__Work request__
Filter these entries down to the lines that hold the word "longer", and show each of them.

__Data provided__

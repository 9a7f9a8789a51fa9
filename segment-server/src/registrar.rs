//! Segment registration: validate, fetch geometry, persist.
//!
//! The registrar owns the policy of what a user sees. Validation problems
//! come back per field; fetch problems collapse into exactly one of three
//! messages; nothing is persisted unless a geometry was obtained.

use std::sync::Arc;

use serde::Serialize;
use tracing::{info, warn};

use crate::domain::{
    FieldErrors, NewSegment, ReferenceData, Route, SegmentForm, SegmentId, SegmentRecord,
    SegmentRequest, State,
};
use crate::geo::{FetchOutcome, GeometryQuery, GeometrySource};
use crate::store::{SegmentStore, StoreError};

/// Why a fetch did not yield a geometry, as shown to the user.
#[derive(Debug, Clone, Copy, PartialEq, Eq, Serialize)]
#[serde(rename_all = "snake_case")]
pub enum FetchRejection {
    /// The upstream answered, but not in JSON
    FormatMismatch,
    /// The upstream answered, but no answer carried a geometry
    UpstreamUnavailable,
    /// The upstream could not be reached at all
    CommunicationError,
}

impl FetchRejection {
    /// The message shown to the user.
    pub fn message(&self) -> &'static str {
        match self {
            FetchRejection::FormatMismatch => {
                "The DNIT API is not returning data in JSON format. \
                 This may be a temporary limitation of the API."
            }
            FetchRejection::UpstreamUnavailable => {
                "Could not obtain the segment geometry from the DNIT API. \
                 Try again later or check that the parameters are correct."
            }
            FetchRejection::CommunicationError => {
                "Error communicating with the DNIT API. \
                 The response may not be valid JSON."
            }
        }
    }
}

/// Result of a submission.
#[derive(Debug, Clone, PartialEq)]
pub enum Outcome {
    /// A record was created
    Created(SegmentId),
    /// The input was rejected before any fetch
    ValidationRejected(FieldErrors),
    /// The fetch failed; nothing was persisted
    FetchRejected(FetchRejection),
}

/// Infrastructure failures, distinct from user-facing rejections.
#[derive(Debug, thiserror::Error)]
pub enum RegistrarError {
    /// No record with this id
    #[error("segment {0} not found")]
    SegmentNotFound(SegmentId),

    /// The record store failed
    #[error(transparent)]
    Store(#[from] StoreError),
}

/// A record joined with its state and route, for display.
#[derive(Debug, Clone, Serialize)]
pub struct SegmentListing {
    pub record: SegmentRecord,
    /// `None` if the reference data no longer has this state
    pub state: Option<State>,
    /// `None` if the reference data no longer has this route
    pub route: Option<Route>,
}

/// Orchestrates validation, geometry fetch and persistence.
pub struct SegmentRegistrar {
    source: Arc<dyn GeometrySource>,
    store: Arc<dyn SegmentStore>,
    reference: Arc<ReferenceData>,
}

impl SegmentRegistrar {
    /// Create a registrar over the given collaborators.
    pub fn new(
        source: Arc<dyn GeometrySource>,
        store: Arc<dyn SegmentStore>,
        reference: Arc<ReferenceData>,
    ) -> Self {
        Self {
            source,
            store,
            reference,
        }
    }

    /// Validate `form`, fetch its geometry and persist the segment.
    ///
    /// The upstream is never contacted for invalid input. Only storage
    /// failures are returned as errors.
    pub async fn submit(&self, form: &SegmentForm) -> Result<Outcome, RegistrarError> {
        let request = match SegmentRequest::validate(form, &self.reference) {
            Ok(request) => request,
            Err(errors) => {
                info!(fields = errors.len(), "submission failed validation");
                return Ok(Outcome::ValidationRejected(errors));
            }
        };

        let query = GeometryQuery::from_request(&request);
        let outcome = self.source.fetch(&query).await;

        let rejection = match outcome {
            FetchOutcome::Found(document) => {
                let Some(segment) = NewSegment::new(&request, document) else {
                    return Ok(Outcome::FetchRejected(FetchRejection::UpstreamUnavailable));
                };
                return self.persist(&request, segment);
            }
            FetchOutcome::NotFound => FetchRejection::UpstreamUnavailable,
            FetchOutcome::FormatFailure(reason) => {
                warn!(kind = "format_failure", reason = %reason, "geometry fetch failed");
                FetchRejection::FormatMismatch
            }
            FetchOutcome::TransportFailure(reason) => {
                warn!(kind = "transport_failure", reason = %reason, "geometry fetch failed");
                FetchRejection::CommunicationError
            }
        };
        Ok(Outcome::FetchRejected(rejection))
    }

    fn persist(
        &self,
        request: &SegmentRequest,
        segment: NewSegment,
    ) -> Result<Outcome, RegistrarError> {
        let record = self.store.create(segment)?;
        info!(
            id = %record.id,
            route = %request.route().number,
            state = %request.state().code,
            "segment created"
        );

        Ok(Outcome::Created(record.id))
    }

    /// Delete a segment. An unknown id is an error, not a no-op.
    pub fn remove(&self, id: SegmentId) -> Result<SegmentRecord, RegistrarError> {
        let removed = self
            .store
            .delete(id)?
            .ok_or(RegistrarError::SegmentNotFound(id))?;
        info!(id = %id, "segment removed");
        Ok(removed)
    }

    /// All segments, newest first, with their references resolved.
    pub fn list(&self) -> Result<Vec<SegmentListing>, RegistrarError> {
        let listings = self
            .store
            .list()?
            .into_iter()
            .map(|record| SegmentListing {
                state: self.reference.state(record.state_id).cloned(),
                route: self.reference.route(record.route_id).cloned(),
                record,
            })
            .collect();
        Ok(listings)
    }

    /// The state and route lookup lists.
    pub fn reference(&self) -> &ReferenceData {
        &self.reference
    }
}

__Answer to this problem__
    /// `None` if the reference data no longer has this state
    /// `None` if the reference data no longer has this route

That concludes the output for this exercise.